RECORDS FOR PROCESSING ▸
☆ ☆ ☆ ☆ ☆ ☆ ☆
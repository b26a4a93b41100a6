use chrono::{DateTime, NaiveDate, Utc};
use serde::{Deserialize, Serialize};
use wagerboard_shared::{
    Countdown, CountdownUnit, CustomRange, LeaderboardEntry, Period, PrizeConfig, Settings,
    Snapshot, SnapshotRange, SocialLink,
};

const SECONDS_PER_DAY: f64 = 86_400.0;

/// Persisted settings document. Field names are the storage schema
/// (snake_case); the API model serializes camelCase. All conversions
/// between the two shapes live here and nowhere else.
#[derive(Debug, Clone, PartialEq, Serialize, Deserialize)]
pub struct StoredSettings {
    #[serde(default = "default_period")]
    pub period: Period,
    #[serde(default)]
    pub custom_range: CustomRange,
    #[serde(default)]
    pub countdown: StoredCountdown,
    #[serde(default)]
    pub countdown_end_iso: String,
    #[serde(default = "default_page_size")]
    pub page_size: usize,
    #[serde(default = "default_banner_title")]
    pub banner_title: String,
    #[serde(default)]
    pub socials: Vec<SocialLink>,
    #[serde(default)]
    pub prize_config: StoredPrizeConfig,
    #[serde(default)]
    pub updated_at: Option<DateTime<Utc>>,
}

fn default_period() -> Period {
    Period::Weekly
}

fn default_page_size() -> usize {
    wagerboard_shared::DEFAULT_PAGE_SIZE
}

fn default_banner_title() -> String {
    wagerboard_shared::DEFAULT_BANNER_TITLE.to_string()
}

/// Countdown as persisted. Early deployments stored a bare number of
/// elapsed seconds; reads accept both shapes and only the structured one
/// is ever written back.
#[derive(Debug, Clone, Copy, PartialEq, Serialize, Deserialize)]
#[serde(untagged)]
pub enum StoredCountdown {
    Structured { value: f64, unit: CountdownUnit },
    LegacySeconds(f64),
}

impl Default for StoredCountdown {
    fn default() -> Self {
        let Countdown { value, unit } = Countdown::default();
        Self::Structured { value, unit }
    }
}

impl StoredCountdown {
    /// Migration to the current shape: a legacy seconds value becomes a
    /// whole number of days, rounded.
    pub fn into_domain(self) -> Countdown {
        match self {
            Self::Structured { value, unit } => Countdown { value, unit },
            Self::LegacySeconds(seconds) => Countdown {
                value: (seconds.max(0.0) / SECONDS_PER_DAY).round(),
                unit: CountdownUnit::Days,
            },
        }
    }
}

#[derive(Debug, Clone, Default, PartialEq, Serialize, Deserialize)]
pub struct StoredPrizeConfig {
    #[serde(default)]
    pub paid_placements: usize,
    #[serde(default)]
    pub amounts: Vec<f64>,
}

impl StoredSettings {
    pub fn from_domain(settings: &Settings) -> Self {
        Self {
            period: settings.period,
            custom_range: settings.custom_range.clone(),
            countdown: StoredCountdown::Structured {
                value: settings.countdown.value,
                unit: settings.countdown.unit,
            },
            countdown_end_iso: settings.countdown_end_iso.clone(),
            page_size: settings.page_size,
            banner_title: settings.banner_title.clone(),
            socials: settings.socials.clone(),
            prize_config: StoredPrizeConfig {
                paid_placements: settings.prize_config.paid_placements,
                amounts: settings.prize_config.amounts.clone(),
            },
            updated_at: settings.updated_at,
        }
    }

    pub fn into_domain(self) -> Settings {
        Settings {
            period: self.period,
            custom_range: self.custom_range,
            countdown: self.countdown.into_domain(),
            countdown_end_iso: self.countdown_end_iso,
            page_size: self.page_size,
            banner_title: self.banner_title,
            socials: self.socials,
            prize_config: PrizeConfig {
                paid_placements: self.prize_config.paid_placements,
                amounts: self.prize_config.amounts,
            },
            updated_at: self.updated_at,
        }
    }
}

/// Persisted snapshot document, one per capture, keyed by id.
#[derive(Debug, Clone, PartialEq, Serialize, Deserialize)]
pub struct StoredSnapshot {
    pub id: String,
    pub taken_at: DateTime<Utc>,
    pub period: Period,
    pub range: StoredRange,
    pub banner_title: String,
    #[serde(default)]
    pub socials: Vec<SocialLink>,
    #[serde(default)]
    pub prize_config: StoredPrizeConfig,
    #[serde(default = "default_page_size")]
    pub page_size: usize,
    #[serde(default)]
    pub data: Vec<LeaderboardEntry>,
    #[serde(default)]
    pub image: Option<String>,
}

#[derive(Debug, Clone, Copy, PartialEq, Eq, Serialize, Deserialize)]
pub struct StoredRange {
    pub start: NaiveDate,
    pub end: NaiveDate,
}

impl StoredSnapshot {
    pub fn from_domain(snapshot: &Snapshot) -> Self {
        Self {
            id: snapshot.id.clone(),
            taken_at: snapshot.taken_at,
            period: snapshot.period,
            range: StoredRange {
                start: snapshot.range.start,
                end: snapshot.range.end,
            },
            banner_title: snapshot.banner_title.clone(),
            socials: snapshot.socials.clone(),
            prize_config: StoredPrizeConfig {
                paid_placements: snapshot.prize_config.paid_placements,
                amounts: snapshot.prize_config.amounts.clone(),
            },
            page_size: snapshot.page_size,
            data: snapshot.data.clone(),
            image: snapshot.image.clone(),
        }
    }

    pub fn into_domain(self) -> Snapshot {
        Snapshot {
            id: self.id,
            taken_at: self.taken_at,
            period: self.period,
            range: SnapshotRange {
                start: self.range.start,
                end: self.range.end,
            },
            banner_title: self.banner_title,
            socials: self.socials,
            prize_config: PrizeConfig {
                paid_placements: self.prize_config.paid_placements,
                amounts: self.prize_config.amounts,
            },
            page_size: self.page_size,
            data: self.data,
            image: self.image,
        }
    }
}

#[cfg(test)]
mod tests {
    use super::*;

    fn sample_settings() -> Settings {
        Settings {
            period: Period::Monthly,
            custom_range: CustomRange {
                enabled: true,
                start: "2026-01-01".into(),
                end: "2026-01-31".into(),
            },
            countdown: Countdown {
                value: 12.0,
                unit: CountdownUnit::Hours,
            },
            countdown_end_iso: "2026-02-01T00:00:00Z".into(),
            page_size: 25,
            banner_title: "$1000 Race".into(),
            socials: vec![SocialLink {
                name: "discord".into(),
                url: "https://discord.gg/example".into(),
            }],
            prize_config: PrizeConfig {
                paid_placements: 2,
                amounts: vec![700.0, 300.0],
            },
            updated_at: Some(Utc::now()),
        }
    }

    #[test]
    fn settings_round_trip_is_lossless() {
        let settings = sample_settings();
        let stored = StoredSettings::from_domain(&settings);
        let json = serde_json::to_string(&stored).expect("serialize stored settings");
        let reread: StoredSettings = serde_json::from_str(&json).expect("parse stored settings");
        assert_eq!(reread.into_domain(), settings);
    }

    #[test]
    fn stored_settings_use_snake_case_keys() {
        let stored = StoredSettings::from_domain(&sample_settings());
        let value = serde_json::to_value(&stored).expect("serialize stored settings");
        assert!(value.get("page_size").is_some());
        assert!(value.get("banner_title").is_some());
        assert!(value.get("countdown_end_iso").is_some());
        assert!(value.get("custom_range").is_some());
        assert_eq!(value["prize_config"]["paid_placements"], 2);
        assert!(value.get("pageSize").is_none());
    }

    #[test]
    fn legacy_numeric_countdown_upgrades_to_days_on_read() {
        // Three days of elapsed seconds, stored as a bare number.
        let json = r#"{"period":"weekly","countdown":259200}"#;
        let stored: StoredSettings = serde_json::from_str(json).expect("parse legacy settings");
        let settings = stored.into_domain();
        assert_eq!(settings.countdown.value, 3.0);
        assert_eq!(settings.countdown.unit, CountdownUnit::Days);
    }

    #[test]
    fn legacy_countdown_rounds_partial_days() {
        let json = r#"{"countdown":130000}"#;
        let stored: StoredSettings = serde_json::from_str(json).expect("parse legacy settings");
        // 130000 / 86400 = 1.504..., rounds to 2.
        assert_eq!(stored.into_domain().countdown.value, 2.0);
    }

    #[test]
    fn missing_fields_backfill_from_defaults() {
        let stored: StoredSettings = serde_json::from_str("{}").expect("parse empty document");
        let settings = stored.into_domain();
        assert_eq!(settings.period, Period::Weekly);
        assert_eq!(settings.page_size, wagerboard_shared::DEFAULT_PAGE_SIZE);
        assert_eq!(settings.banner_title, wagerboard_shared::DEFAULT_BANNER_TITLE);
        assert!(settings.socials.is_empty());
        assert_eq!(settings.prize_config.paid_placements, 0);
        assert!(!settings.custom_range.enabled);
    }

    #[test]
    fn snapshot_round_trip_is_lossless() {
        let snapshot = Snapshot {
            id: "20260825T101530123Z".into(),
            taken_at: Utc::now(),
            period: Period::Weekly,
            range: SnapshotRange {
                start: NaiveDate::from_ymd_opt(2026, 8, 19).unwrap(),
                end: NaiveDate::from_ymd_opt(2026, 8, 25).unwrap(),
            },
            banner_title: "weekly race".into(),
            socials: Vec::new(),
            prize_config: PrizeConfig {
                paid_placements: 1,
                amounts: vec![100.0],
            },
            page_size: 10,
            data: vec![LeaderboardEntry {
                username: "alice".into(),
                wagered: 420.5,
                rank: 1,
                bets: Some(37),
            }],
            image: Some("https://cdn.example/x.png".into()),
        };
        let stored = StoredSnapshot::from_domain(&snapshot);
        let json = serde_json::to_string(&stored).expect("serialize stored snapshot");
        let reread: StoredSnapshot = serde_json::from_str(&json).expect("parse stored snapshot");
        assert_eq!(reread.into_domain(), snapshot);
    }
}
☆ ☆ ☆ ☆ ☆ ☆ ☆
WHAT YOU NEED TO DO ▸ Go through the data and copy every line that includes "start".

OUTPUT ▸
    pub start: NaiveDate,
                start: snapshot.range.start,
                start: self.range.start,
                start: "2026-01-01".into(),
                start: NaiveDate::from_ymd_opt(2026, 8, 19).unwrap(),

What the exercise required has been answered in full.